• Task prompt: Scan the material for the word "usize", then return every line where it appears.

___ Dataset excerpts ___

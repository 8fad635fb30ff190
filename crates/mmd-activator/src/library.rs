//! The seam between activation and a concrete diagram library.

use mmd_dom::Document;

use crate::config::LibraryConfig;

/// A diagram library the activator can configure and ask to render.
///
/// Implementations are shared across activations through `Arc`, so
/// configuration is stored behind interior mutability.
pub trait DiagramLibrary: Send + Sync {
    /// Short identifier for logs and reports (e.g. `"browser"`, `"kroki"`).
    fn name(&self) -> &'static str;

    /// Store the configuration used by subsequent render passes.
    fn initialize(&self, config: &LibraryConfig);

    /// Render every diagram container present in `document`.
    ///
    /// Must be safe to call repeatedly on the same document: containers
    /// already handled are left alone.
    fn init(&self, document: &mut Document) -> RenderSummary;
}

/// Outcome of one render pass.
#[derive(Debug, Clone, Copy, PartialEq, Eq, Default)]
pub struct RenderSummary {
    /// Containers rendered during this pass.
    pub rendered: usize,
    /// Containers the library failed to render; they keep their source.
    pub failed: usize,
    /// Containers left for the browser to render when the page loads.
    pub deferred: usize,
}

impl RenderSummary {
    /// Containers the pass looked at.
    #[must_use]
    pub fn total(&self) -> usize {
        self.rendered + self.failed + self.deferred
    }
}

___

• Answer below:
    pub rendered: usize,
    pub failed: usize,
    pub deferred: usize,
    pub fn total(&self) -> usize {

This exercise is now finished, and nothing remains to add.